## Source material
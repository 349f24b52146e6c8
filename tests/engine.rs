//! End-to-end checks driving the public engine API against a document
//! model, the way a host text field would.

use visai::{Engine, Script, TamilLayout, DELCODE, MIN_OUTPUT_BUFFER};

/// A minimal host: a document plus the edit-stream protocol.
struct Host {
    engine: Engine,
    document: String,
}

impl Host {
    fn new(script: Script) -> Self {
        Host {
            engine: Engine::new(script),
            document: String::new(),
        }
    }

    fn with_layout(layout: TamilLayout) -> Self {
        Host {
            engine: Engine::with_layout(layout),
            document: String::new(),
        }
    }

    /// Feeds one key through the wire protocol.
    fn key(&mut self, key: char) {
        if let Some(tail) = self.document.chars().last() {
            self.engine.set_context_before(tail);
        }
        let mut buf = ['\0'; 16];
        let n = self
            .engine
            .translate_key(key, false, false, &mut buf)
            .expect("buffer is large enough");
        let mut cursor = 0;
        if n > 0 && buf[0] == DELCODE {
            let count = (buf[1] as u8 - b'0') as usize;
            for _ in 0..count {
                self.document.pop();
            }
            cursor = 2;
        }
        for &ch in &buf[cursor..n] {
            self.document.push(ch);
        }
    }

    fn type_keys(&mut self, keys: &str) -> &str {
        for k in keys.chars() {
            self.key(k);
        }
        &self.document
    }
}

#[test]
fn scenario_tamil_anjal_ka() {
    let mut engine = Engine::new(Script::Tamil);
    let first = engine.translate('k', false, false);
    assert_eq!((first.delete, first.insert.as_str()), (0, "க்"));
    let second = engine.translate('a', false, false);
    assert_eq!(second.delete, 1);

    let mut host = Host::new(Script::Tamil);
    assert_eq!(host.type_keys("ka"), "க");
}

#[test]
fn scenario_tamil_anjal_nd_digraph() {
    let mut engine = Engine::new(Script::Tamil);
    let first = engine.translate('n', false, false);
    assert_eq!(first.insert, "ந்");
    let second = engine.translate('d', false, false);
    assert_eq!((second.delete, second.insert.as_str()), (2, "ண்ட்"));
}

#[test]
fn scenario_tamil99_auto_pulli() {
    let mut engine = Engine::with_layout(TamilLayout::Tamil99);
    engine.set_auto_pulli(true);
    let first = engine.translate('b', false, false);
    assert_eq!(first.insert, "ங");
    let second = engine.translate('h', false, false);
    assert_eq!(second.delete, first.insert.chars().count());
    assert_eq!(second.insert, "ங்க");

    let mut host = Host::with_layout(TamilLayout::Tamil99);
    assert_eq!(host.type_keys("bh"), "ங்க");
}

#[test]
fn scenario_devanagari_nukta() {
    let mut host = Host::new(Script::Devanagari);
    host.key('k');
    assert_eq!(host.document, "क");
    host.key('q');
    assert_eq!(host.document, "क्");
    host.key('q');
    assert_eq!(host.document, "\u{0958}");
}

#[test]
fn scenario_malayalam_rr() {
    let mut engine = Engine::new(Script::Malayalam);
    let first = engine.translate('r', false, false);
    assert_eq!(first.insert, "ര്");
    let second = engine.translate('r', false, false);
    assert_eq!((second.delete, second.insert.as_str()), (2, "റ്റ്"));
}

#[test]
fn scenario_mylai_left_half() {
    let mut engine = Engine::with_layout(TamilLayout::Mylai);
    let first = engine.translate('e', false, false);
    assert_eq!(first.insert.chars().collect::<Vec<_>>(), ['\u{200B}', 'ெ']);
    let second = engine.translate('k', false, false);
    assert_eq!(second.delete, 2);
    assert_eq!(second.insert, "கெ");

    let mut host = Host::with_layout(TamilLayout::Mylai);
    assert_eq!(host.type_keys("ek"), "கெ");
}

#[test]
fn wytiwyg_reorder_holds_for_every_wytiwyg_layout() {
    // (layout, left-half key, base key, expected logical commit)
    let cases = [
        (TamilLayout::Mylai, 'e', 'k', "கெ"),
        (TamilLayout::TypewriterNew, 'b', 'f', "கெ"),
        (TamilLayout::Bamini, 'n', 'f', "கெ"),
    ];
    for (layout, sign, base, expected) in cases {
        let mut host = Host::with_layout(layout);
        host.key(sign);
        host.key(base);
        assert_eq!(host.document, expected, "{layout:?}");
        // Logical order: base consonant first, sign second.
        let chars: Vec<char> = host.document.chars().collect();
        assert!(visai::tamil::is_consonant(chars[0]), "{layout:?}");
        assert!(visai::tamil::is_left_vowel_sign(chars[1]), "{layout:?}");
    }
}

#[test]
fn determinism_over_replays() {
    for script in Script::iter() {
        let keys = "kathai nadndhadhu. rr qq 12 || aiyoo";
        let mut first = Engine::new(*script);
        let mut second = Engine::new(*script);
        for k in keys.chars() {
            assert_eq!(
                first.translate(k, false, false),
                second.translate(k, false, false),
                "{script:?} diverged at {k:?}"
            );
        }
    }
}

#[test]
fn reset_correctness() {
    let mut engine = Engine::with_layout(TamilLayout::Bamini);
    let keys = "fmmEkaH$nnf";
    let run = |e: &mut Engine| {
        keys.chars()
            .map(|k| e.translate(k, false, false))
            .collect::<Vec<_>>()
    };
    let first = run(&mut engine);
    engine.reset_session();
    let second = run(&mut engine);
    assert_eq!(first, second);
}

#[test]
fn totality_and_length_safety() {
    let printable: Vec<char> = (0x20u8..0x7f).map(|b| b as char).collect();
    for script in Script::iter() {
        let layouts: &[TamilLayout] = if *script == Script::Tamil {
            &[
                TamilLayout::Anjal,
                TamilLayout::Tamil99,
                TamilLayout::TamilNet97,
                TamilLayout::Mylai,
                TamilLayout::TypewriterNew,
                TamilLayout::TypewriterOld,
                TamilLayout::AnjalIndic,
                TamilLayout::Murasu6,
                TamilLayout::Bamini,
                TamilLayout::TnTypewriter,
            ]
        } else {
            &[TamilLayout::Anjal]
        };
        for layout in layouts {
            let mut engine = if *script == Script::Tamil {
                Engine::with_layout(*layout)
            } else {
                Engine::new(*script)
            };
            for &a in &printable {
                for &b in &printable {
                    let first = engine.translate(a, false, false);
                    let second = engine.translate(b, false, false);
                    for edit in [&first, &second] {
                        assert!(
                            edit.insert.chars().count() <= 6,
                            "{script:?}/{layout:?}: {a:?}{b:?} inserted {:?}",
                            edit.insert
                        );
                    }
                    engine.reset_session();
                }
            }
        }
    }
}

#[test]
fn classification_round_trip() {
    // Emitting a consonant, reclassifying from its base, and retyping the
    // follow-up key reproduces the original second edit.
    let mut engine = Engine::new(Script::Tamil);
    engine.translate('k', false, false);
    let direct = engine.translate('a', false, false);

    let mut resumed = Engine::new(Script::Tamil);
    resumed.translate('k', false, false);
    resumed.reclassify_after_delete('க');
    // The session forgot the pending pulli delete, but the vowel still
    // lands on the consonant.
    let replayed = resumed.translate('a', false, false);
    assert_eq!(direct.insert, replayed.insert);
}

#[test]
fn auto_pulli_disabled_is_monotone() {
    let mut engine = Engine::with_layout(TamilLayout::Tamil99);
    engine.set_auto_pulli(false);
    for k in "bhbhkjiu".chars() {
        let edit = engine.translate(k, false, false);
        assert_eq!(edit.delete, 0, "retroactive delete at {k:?}");
    }
}

#[test]
fn buffer_contract() {
    let mut engine = Engine::new(Script::Telugu);
    let mut small = ['\0'; MIN_OUTPUT_BUFFER - 1];
    assert!(engine.translate_key('k', false, false, &mut small).is_err());
    let mut exact = ['\0'; MIN_OUTPUT_BUFFER];
    assert!(engine.translate_key('k', false, false, &mut exact).is_ok());
}

#[test]
fn independent_sessions_do_not_interact() {
    let mut left = Host::new(Script::Tamil);
    let mut right = Host::new(Script::Tamil);
    left.key('k');
    right.key('p');
    left.key('a');
    right.key('U');
    assert_eq!(left.document, "க");
    assert_eq!(right.document, "பூ");
}

#[test]
fn diacritic_transcription_stream() {
    let mut host = Host::new(Script::Diacritic);
    assert_eq!(host.type_keys("naaTakam"), "nāṭakam");
}

#[test]
fn gurmukhi_stream() {
    let mut host = Host::new(Script::Gurmukhi);
    assert_eq!(host.type_keys("pataa"), "ਪਤਾ");
}

#[test]
fn kannada_stream() {
    let mut host = Host::new(Script::Kannada);
    assert_eq!(host.type_keys("kamala"), "ಕಮಲ");
}
//! The per-script keystroke transducers.
//!
//! Six Indic scripts and the diacritic alphabet share one state-machine
//! skeleton ([`indic`]), parameterised by table contents, virama behaviour
//! and per-script cluster rules. The non-phonetic Tamil layouts run the
//! compound-matrix machine in [`tamil_multi`] instead.

pub(crate) mod indic;
pub(crate) mod tamil_multi;
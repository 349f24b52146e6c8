use crate::edit::MIN_OUTPUT_BUFFER;
use crate::script::TamilLayout;
use thiserror::Error;

/// An error raised by the engine surface.
///
/// The translation state machines themselves are total: every key produces
/// an edit, possibly the empty edit. Errors arise only from malformed
/// arguments at the API boundary.
#[derive(Debug, Clone, PartialEq, Eq, Error)]
pub enum Error {
    /// The caller-provided output buffer is smaller than
    /// [`MIN_OUTPUT_BUFFER`] code points.
    #[error("output buffer holds {0} code points but at least {MIN_OUTPUT_BUFFER} are required")]
    BufferTooSmall(usize),

    /// The edit would delete more trailing code points than the wire format
    /// can express (a single ASCII digit, so at most 9).
    #[error("edit deletes {0} code points; the wire format caps deletions at 9")]
    DeleteTooLarge(usize),

    /// A Tamil keyboard layout was requested for a script other than Tamil.
    #[error("layout {0:?} is only meaningful for the Tamil script")]
    UnsupportedLayout(TamilLayout),
}

/// A `Result` specialised to engine errors.
pub type Result<T> = std::result::Result<T, Error>;
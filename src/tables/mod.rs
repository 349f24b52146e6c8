//! Compiled-in key and character tables.
//!
//! Every script exposes a [`ScriptTables`] record of parallel arrays. The
//! addressing invariant is positional: if `c2_keys[i]` matches the current
//! key then `c2_char[i]` is the emitted character, valid only when
//! `c1_keys[i]` matches the key that preceded it. A `'*'` slot is a
//! wildcard and never matches (see [`crate::lookup`]).
//!
//! Character slots that can never be reached (their key slot is a wildcard)
//! hold the script's reserved block base (U+0B00, U+0C00, …), as a
//! recognisable "no character" filler.

pub(crate) mod devanagari;
pub(crate) mod diacritic;
pub(crate) mod gurmukhi;
pub(crate) mod kannada;
pub(crate) mod malayalam;
pub(crate) mod matrix;
pub(crate) mod tamil;
pub(crate) mod tamil_layouts;
pub(crate) mod telugu;

use crate::script::Script;

/// The parallel-array table set for one script.
pub(crate) struct ScriptTables {
    pub v1_keys: &'static [char],
    pub v2_keys: &'static [char],
    pub v3_keys: &'static [char],
    /// Independent vowel forms, by keystroke position.
    pub v1_char: &'static [char],
    pub v2_char: &'static [char],
    pub v3_char: &'static [char],
    /// Dependent vowel-sign forms, parallel to the vowel key tables.
    pub vs1_char: &'static [char],
    pub vs2_char: &'static [char],
    pub vs3_char: &'static [char],
    pub c1_keys: &'static [char],
    pub c2_keys: &'static [char],
    pub c3_keys: &'static [char],
    pub c1_char: &'static [char],
    pub c2_char: &'static [char],
    pub c3_char: &'static [char],
    /// Native digits for `0`-`9`, where the script translates them.
    pub digits: Option<&'static [char; 10]>,
    /// (base, fused form) pairs for the `qq` nukta rule.
    pub nukta: &'static [(char, char)],
}

impl ScriptTables {
    pub(crate) fn get(script: Script) -> &'static ScriptTables {
        match script {
            Script::Tamil => &tamil::TABLES,
            Script::Devanagari => &devanagari::TABLES,
            Script::Malayalam => &malayalam::TABLES,
            Script::Kannada => &kannada::TABLES,
            Script::Telugu => &telugu::TABLES,
            Script::Gurmukhi => &gurmukhi::TABLES,
            Script::Diacritic => &diacritic::TABLES,
        }
    }
}

#[cfg(test)]
mod tests {
    use super::*;

    /// The positional invariant only holds if every parallel array in a
    /// group has the same length.
    #[test]
    fn parallel_arrays_have_equal_lengths() {
        for script in Script::iter() {
            let t = ScriptTables::get(*script);
            let v = t.v1_keys.len();
            for (name, len) in [
                ("v2_keys", t.v2_keys.len()),
                ("v3_keys", t.v3_keys.len()),
                ("v1_char", t.v1_char.len()),
                ("v2_char", t.v2_char.len()),
                ("v3_char", t.v3_char.len()),
                ("vs1_char", t.vs1_char.len()),
                ("vs2_char", t.vs2_char.len()),
                ("vs3_char", t.vs3_char.len()),
            ] {
                assert_eq!(len, v, "{script:?}: {name} is not parallel to v1_keys");
            }
            let c = t.c1_keys.len();
            for (name, len) in [
                ("c2_keys", t.c2_keys.len()),
                ("c3_keys", t.c3_keys.len()),
                ("c1_char", t.c1_char.len()),
                ("c2_char", t.c2_char.len()),
                ("c3_char", t.c3_char.len()),
            ] {
                assert_eq!(len, c, "{script:?}: {name} is not parallel to c1_keys");
            }
        }
    }

    /// First-position key slots are real keys, never wildcards: a wildcard
    /// in `c1_keys`/`v1_keys` would make the whole row unreachable.
    #[test]
    fn first_key_tables_hold_no_wildcards() {
        for script in Script::iter() {
            let t = ScriptTables::get(*script);
            assert!(!t.v1_keys.contains(&'*'), "{script:?}");
            assert!(!t.c1_keys.contains(&'*'), "{script:?}");
        }
    }
}
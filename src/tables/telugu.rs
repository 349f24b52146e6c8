//! Telugu tables. The keystroke conventions mirror Malayalam; `Q` adds the
//! candrabindu.

use super::ScriptTables;

const NONE: char = '\u{0C00}';

pub(crate) static TABLES: ScriptTables = ScriptTables {
    v1_keys: &[
        'a', 'i', 'u', 'H', 'H', 'H', 'H', 'e', 'a', 'o', 'a', 'q', 'M', 'H', 'Q',
    ],
    v2_keys: &[
        'a', 'i', 'u', 'r', 'R', 'l', 'L', 'e', 'i', 'o', 'u', 'q', 'M', 'H', '*',
    ],
    v3_keys: &[
        '*', '*', '*', '*', '*', '*', '*', '*', '*', '*', '*', '*', 'M', 'H', '*',
    ],
    v1_char: &[
        'అ', 'ఇ', 'ఉ', 'ః', 'ః', 'ః', 'ః', 'ఎ', 'ఐ', 'ఒ', 'ఔ', '్', 'ం', 'ః', 'ఁ',
    ],
    v2_char: &[
        'ఆ', 'ఈ', 'ఊ', 'ఋ', 'ౠ', 'ఌ', 'ౡ', 'ఏ', 'ఐ', 'ఓ', 'ఔ', NONE, NONE, 'ః', NONE,
    ],
    v3_char: &[
        NONE, NONE, NONE, NONE, NONE, NONE, NONE, NONE, NONE, NONE, NONE, NONE, NONE, 'ః',
        NONE,
    ],
    vs1_char: &[
        '\u{0008}', 'ి', 'ు', 'ః', 'ః', 'ః', 'ః', 'ె', 'ై', 'ొ', 'ౌ', '్', 'ం', 'ః', 'ఁ',
    ],
    vs2_char: &[
        'ా', 'ీ', 'ూ', 'ృ', 'ౄ', 'ౢ', 'ౣ', 'ే', 'ై', 'ో', 'ౌ', NONE, NONE, 'ః', NONE,
    ],
    vs3_char: &[
        NONE, NONE, NONE, NONE, NONE, NONE, NONE, NONE, NONE, NONE, NONE, NONE, NONE, 'ః',
        NONE,
    ],
    c1_keys: &[
        'k', 'g', 'n', 'c', 'j', 'n', 'T', 'D', 'N', 't', 'd', 'n', 'p', 'b', 'm', 'y', 'r',
        'R', 'l', 'L', 'z', 'v', 'S', 's', 'h',
    ],
    c2_keys: &[
        'h', 'h', 'g', 'h', 'h', 'j', 'h', 'h', '*', 'h', 'h', '*', 'h', 'h', '*', '*', '*',
        '*', '*', '*', '*', '*', '*', 'h', '*',
    ],
    c3_keys: &[
        '*', '*', '*', '*', '*', '*', '*', '*', '*', '*', '*', '*', '*', '*', '*', '*', '*',
        '*', '*', '*', '*', '*', '*', '*', '*',
    ],
    c1_char: &[
        'క', 'గ', 'న', 'చ', 'జ', 'ఞ', 'ట', 'డ', 'ణ', 'త', 'ద', 'న', 'ప', 'బ', 'మ', 'య', 'ర',
        'ఱ', 'ల', 'ళ', 'ఴ', 'వ', 'శ', 'స', 'హ',
    ],
    c2_char: &[
        'ఖ', 'ఘ', 'ఙ', 'ఛ', 'ఝ', 'ఞ', 'ఠ', 'ఢ', NONE, 'థ', 'ధ', NONE, 'ఫ', 'భ', NONE, NONE,
        NONE, NONE, NONE, NONE, NONE, NONE, NONE, 'ష', NONE,
    ],
    c3_char: &[
        NONE, NONE, NONE, NONE, NONE, NONE, NONE, NONE, NONE, NONE, NONE, NONE, NONE, NONE,
        NONE, NONE, NONE, NONE, NONE, NONE, NONE, NONE, NONE, NONE, NONE,
    ],
    digits: Some(&['౦', '౧', '౨', '౩', '౪', '౫', '౬', '౭', '౮', '౯']),
    nukta: &[],
};

/// Avagraha, emitted for `W` outside a composition.
pub(crate) const AVAGRAHA: char = '\u{0C3D}';
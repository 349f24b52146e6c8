//! The shared phonetic transducer.
//!
//! One keystroke goes in, one emission comes out. The dispatch runs on the
//! classification of the *previous* key: a `k` is a fresh consonant at the
//! start of a sequence, a cluster candidate after another consonant, and a
//! plain letter after a completed character. Scripts differ only in their
//! tables, their virama handling and a small set of cluster rules.

use log::trace;

use crate::edit::{Delete, Emit};
use crate::keys::BACKSPACE;
use crate::lookup::position;
use crate::script::Script;
use crate::session::{CharClass, KeyClass, Session};
use crate::tables::{devanagari, kannada, malayalam, tamil, telugu, ScriptTables};

const ZWNJ: char = '\u{200C}';

/// Translates one key against the session, mutating the session state and
/// returning the emission.
pub(crate) fn translate(
    script: Script,
    key: char,
    session: &mut Session,
    prev_was_backspace: bool,
) -> Emit {
    let tables = ScriptTables::get(script);
    let mut emit = Emit::new();
    let mut key = key;

    // A `n` typed directly after a vowel sign or pulli in the document can
    // only be the alveolar ன; the dental candidate would have joined the
    // previous syllable.
    let mut n_forced_alveolar = false;
    if script == Script::Tamil
        && key == 'n'
        && ('\u{0B83}'..='\u{0BCD}').contains(&session.context_before)
    {
        key = 'W';
        n_forced_alveolar = true;
    }

    trace!(
        "translate {script:?}: key={key:?} prev={:?} class={:?}",
        session.prev_key,
        session.prev_key_class
    );

    if !preamble(script, tables, key, session, &mut emit) {
        dispatch(script, tables, key, session, &mut emit, prev_was_backspace);
    }

    session.prev_key = if n_forced_alveolar { 'n' } else { key };
    emit
}

/// Keys handled ahead of the state dispatch: native digits, the danda and
/// the Devanagari avagraha. Returns true when the key was consumed.
fn preamble(
    script: Script,
    tables: &ScriptTables,
    key: char,
    session: &mut Session,
    emit: &mut Emit,
) -> bool {
    if let Some(digits) = tables.digits {
        if key.is_ascii_digit() {
            emit.push(digits[(key as u8 - b'0') as usize]);
            session.prev_key_class = KeyClass::NonIndic;
            session.current_base_char = '\0';
            return true;
        }
    }

    let has_danda = !matches!(script, Script::Tamil | Script::Diacritic);
    if has_danda && key == '|' {
        if session.prev_key == '|' {
            emit.delete = Delete::Count(1);
            emit.push(devanagari::DOUBLE_DANDA);
        } else {
            emit.push(devanagari::DANDA);
        }
        session.prev_key_class = KeyClass::NonIndic;
        session.current_base_char = '\0';
        return true;
    }

    if script == Script::Devanagari && key == '#' {
        emit.push(devanagari::AVAGRAHA);
        session.prev_key_class = KeyClass::NonIndic;
        session.current_base_char = '\0';
        return true;
    }

    if script == Script::Tamil {
        // f breaks the vowel context; doubled it leaves a bare pulli.
        if key == 'f' {
            if session.prev_key == 'f' {
                emit.push('\u{0BCD}');
            }
            session.prev_key_class = KeyClass::Fresh;
            return true;
        }
        if key == '$' && session.prev_key == '$' {
            emit.delete = Delete::Count(1);
            emit.push('₹');
            session.prev_key_class = KeyClass::NonIndic;
            return true;
        }
    }

    false
}
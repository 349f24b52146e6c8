//! Gurmukhi tables.
//!
//! `x` is the addak, `M`/`mm` the bindi and tippi, `q` the virama with `qq`
//! for the nukta and `qqq` for the udaat. The three-key sequences `onk` and
//! `ad` compose ੴ (ik onkar) and ☬ (khanda).

use super::ScriptTables;

const NONE: char = '\u{0B00}';

pub(crate) static TABLES: ScriptTables = ScriptTables {
    v1_keys: &[
        'a', 'i', 'u', 'e', 'a', 'o', 'a', 'x', 'M', 'H', 'q', 'Q', 'o', 'a',
    ],
    v2_keys: &[
        'a', 'i', 'u', '*', 'i', '*', 'u', '*', 'm', '*', 'q', 'q', 'n', 'd',
    ],
    v3_keys: &[
        '*', '*', '*', '*', '*', '*', '*', '*', '*', '*', 'q', '*', 'k', '*',
    ],
    v1_char: &[
        'ਅ', 'ਇ', 'ਉ', 'ਏ', 'ਅ', 'ਓ', 'ਅ', 'ੱ', 'ਂ', 'ਃ', '੍', 'ਁ', 'ਓ', 'ਅ',
    ],
    v2_char: &[
        'ਆ', 'ਈ', 'ਊ', NONE, 'ਐ', NONE, 'ਔ', NONE, 'ੰ', NONE, '਼', 'ੑ', 'ੴ', '☬',
    ],
    v3_char: &[
        NONE, NONE, NONE, NONE, NONE, NONE, NONE, NONE, NONE, NONE, 'ੑ', NONE, 'ੴ', '☬',
    ],
    vs1_char: &[
        '\u{0008}', 'ਿ', 'ੁ', 'ੇ', '\u{0008}', 'ੋ', '\u{0008}', 'ੱ', 'ਂ', 'ਃ', '੍', 'ਁ', 'ੋ',
        '\u{0008}',
    ],
    vs2_char: &[
        'ਾ', 'ੀ', 'ੂ', NONE, 'ੈ', NONE, 'ੌ', NONE, 'ੰ', NONE, '਼', 'ੑ', 'ੴ', '☬',
    ],
    vs3_char: &[
        NONE, NONE, NONE, NONE, NONE, NONE, NONE, NONE, NONE, NONE, 'ੑ', NONE, 'ੴ', '☬',
    ],
    c1_keys: &[
        'k', 'g', 'n', 'c', 'j', 'T', 'D', 'n', 'N', 't', 'd', 'n', 'p', 'b', 'm', 'y', 'r',
        'l', 'L', 'v', 's', 'h', 'K', 'G', 'z', 'R', 'f', 'Y',
    ],
    c2_keys: &[
        'h', 'h', 'g', 'h', 'h', 'h', 'h', 'y', '*', 'h', 'h', '*', 'h', 'h', '*', '*', '*',
        '*', '*', '*', 'h', '*', '*', '*', '*', '*', '*', '*',
    ],
    c3_keys: &[
        '*', '*', '*', '*', '*', '*', '*', '*', '*', '*', '*', '*', '*', '*', '*', '*', '*',
        '*', '*', '*', '*', '*', '*', '*', '*', '*', '*', '*',
    ],
    c1_char: &[
        'ਕ', 'ਗ', 'ਨ', 'ਚ', 'ਜ', 'ਟ', 'ਡ', 'ਨ', 'ਣ', 'ਤ', 'ਦ', 'ਨ', 'ਪ', 'ਬ', 'ਮ', 'ਯ', 'ਰ',
        'ਲ', '\u{0A33}', 'ਵ', 'ਸ', 'ਹ', '\u{0A59}', '\u{0A5A}', '\u{0A5B}', 'ੜ', '\u{0A5E}', 'ੵ',
    ],
    c2_char: &[
        'ਖ', 'ਘ', 'ਙ', 'ਛ', 'ਝ', 'ਠ', 'ਢ', 'ਞ', NONE, 'ਥ', 'ਧ', NONE, 'ਫ', 'ਭ', NONE, NONE,
        NONE, NONE, NONE, NONE, '\u{0A36}', NONE, NONE, NONE, NONE, NONE, NONE, NONE,
    ],
    c3_char: &[
        NONE, NONE, NONE, NONE, NONE, NONE, NONE, NONE, NONE, NONE, NONE, NONE, NONE, NONE,
        NONE, NONE, NONE, NONE, NONE, NONE, NONE, NONE, NONE, NONE, NONE, NONE, NONE, NONE,
    ],
    digits: Some(&['੦', '੧', '੨', '੩', '੪', '੫', '੬', '੭', '੮', '੯']),
    nukta: &[
        ('ਖ', '\u{0A59}'),
        ('ਗ', '\u{0A5A}'),
        ('ਜ', '\u{0A5B}'),
        ('ਫ', '\u{0A5E}'),
        ('ਲ', '\u{0A33}'),
        ('ਸ', '\u{0A36}'),
    ],
};
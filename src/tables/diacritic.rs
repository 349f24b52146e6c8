//! Tables for the Latin-diacritic transcription alphabet.
//!
//! Doubling a vowel key lengthens it (`aa` → ā, `RR` → ṝ); capital
//! consonant keys select the retroflex and nasal diacritic forms directly.
//! Being an alphabet, the "vowel sign" tables are the vowel letters
//! themselves and there is no virama.

use super::ScriptTables;

const NONE: char = '\0';

pub(crate) static TABLES: ScriptTables = ScriptTables {
    v1_keys: &[
        'a', 'i', 'u', 'e', 'o', 'A', 'I', 'U', 'E', 'O', 'R', 'L',
    ],
    v2_keys: &[
        'a', 'i', 'u', 'e', 'o', '*', '*', '*', '*', '*', 'R', 'L',
    ],
    v3_keys: &[
        '*', '*', '*', '*', '*', '*', '*', '*', '*', '*', '*', '*',
    ],
    v1_char: &[
        'a', 'i', 'u', 'e', 'o', 'ā', 'ī', 'ū', 'ē', 'ō', 'ṛ', 'ḷ',
    ],
    v2_char: &[
        'ā', 'ī', 'ū', 'ē', 'ō', NONE, NONE, NONE, NONE, NONE, 'ṝ', 'ḹ',
    ],
    v3_char: &[
        NONE, NONE, NONE, NONE, NONE, NONE, NONE, NONE, NONE, NONE, NONE, NONE,
    ],
    vs1_char: &[
        'a', 'i', 'u', 'e', 'o', 'ā', 'ī', 'ū', 'ē', 'ō', 'ṛ', 'ḷ',
    ],
    vs2_char: &[
        'ā', 'ī', 'ū', 'ē', 'ō', NONE, NONE, NONE, NONE, NONE, 'ṝ', 'ḹ',
    ],
    vs3_char: &[
        NONE, NONE, NONE, NONE, NONE, NONE, NONE, NONE, NONE, NONE, NONE, NONE,
    ],
    c1_keys: &[
        'k', 'g', 'c', 'j', 't', 'd', 'n', 'p', 'b', 'm', 'y', 'r', 'l', 'v', 's', 'h', 'w',
        'f', 'x', 'q', 'T', 'D', 'N', 'S', 'z', 'G', 'J', 'M', 'H', 'Z',
    ],
    c2_keys: &[
        '*', '*', '*', '*', '*', '*', '*', '*', '*', '*', '*', '*', '*', '*', '*', '*', '*',
        '*', '*', '*', '*', '*', '*', '*', '*', '*', '*', '*', '*', '*',
    ],
    c3_keys: &[
        '*', '*', '*', '*', '*', '*', '*', '*', '*', '*', '*', '*', '*', '*', '*', '*', '*',
        '*', '*', '*', '*', '*', '*', '*', '*', '*', '*', '*', '*', '*',
    ],
    c1_char: &[
        'k', 'g', 'c', 'j', 't', 'd', 'n', 'p', 'b', 'm', 'y', 'r', 'l', 'v', 's', 'h', 'w',
        'f', 'x', 'q', 'ṭ', 'ḍ', 'ṇ', 'ś', 'ṣ', 'ṅ', 'ñ', 'ṃ', 'ḥ', 'ḻ',
    ],
    c2_char: &[
        NONE, NONE, NONE, NONE, NONE, NONE, NONE, NONE, NONE, NONE, NONE, NONE, NONE, NONE,
        NONE, NONE, NONE, NONE, NONE, NONE, NONE, NONE, NONE, NONE, NONE, NONE, NONE, NONE,
        NONE, NONE,
    ],
    c3_char: &[
        NONE, NONE, NONE, NONE, NONE, NONE, NONE, NONE, NONE, NONE, NONE, NONE, NONE, NONE,
        NONE, NONE, NONE, NONE, NONE, NONE, NONE, NONE, NONE, NONE, NONE, NONE, NONE, NONE,
        NONE, NONE,
    ],
    digits: None,
    nukta: &[],
};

## Problem to work on
The expected answer is a copy of each line in the listing above that contains "right".

## The answer
    let mut right = Host::new(Script::Tamil);
    right.key('p');
    right.key('U');
    assert_eq!(right.document, "பூ");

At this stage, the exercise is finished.